> [WORK TASK]:
In the records below, tally every line containing "Platform". Report only the total.

(Stored items)
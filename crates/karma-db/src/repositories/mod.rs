//! Repository implementations
//!
//! PostgreSQL implementation of the `ScoreStore` collaborator trait defined
//! in karma-core, plus schema management for the `scores` table.

mod error;
mod score;

pub use score::{ensure_schema, PgScoreStore};
//! Application error types
//!
//! Unified error handling at the composition root: configuration,
//! infrastructure, and domain errors all funnel into `AppError`.

use karma_core::DomainError;

/// Application-wide error type
#[derive(Debug, thiserror::Error)]
pub enum AppError {
    // Configuration errors
    #[error("Configuration error: {0}")]
    Config(String),

    // Database errors
    #[error("Database error: {0}")]
    Database(String),

    // External service errors
    #[error("Platform error: {0}")]
    Platform(String),

    // Domain errors
    #[error(transparent)]
    Domain(#[from] DomainError),

    // Internal errors
    #[error("Internal error")]
    Internal(#[source] anyhow::Error),
}

impl AppError {
    /// Get a stable error code for logs and operator tooling
    #[must_use]
    pub fn error_code(&self) -> &'static str {
        match self {
            Self::Config(_) => "CONFIG_ERROR",
            Self::Database(_) => "DATABASE_ERROR",
            Self::Platform(_) => "PLATFORM_ERROR",
            Self::Domain(e) => e.code(),
            Self::Internal(_) => "INTERNAL_ERROR",
        }
    }

    /// Whether a caller-level retry could succeed
    #[must_use]
    pub fn is_transient(&self) -> bool {
        match self {
            Self::Database(_) | Self::Platform(_) => true,
            Self::Domain(e) => e.is_transient(),
            _ => false,
        }
    }
}

impl From<crate::config::ConfigError> for AppError {
    fn from(err: crate::config::ConfigError) -> Self {
        Self::Config(err.to_string())
    }
}

/// Result type alias using AppError
pub type AppResult<T> = Result<T, AppError>;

> [FINAL ANSWER]:
4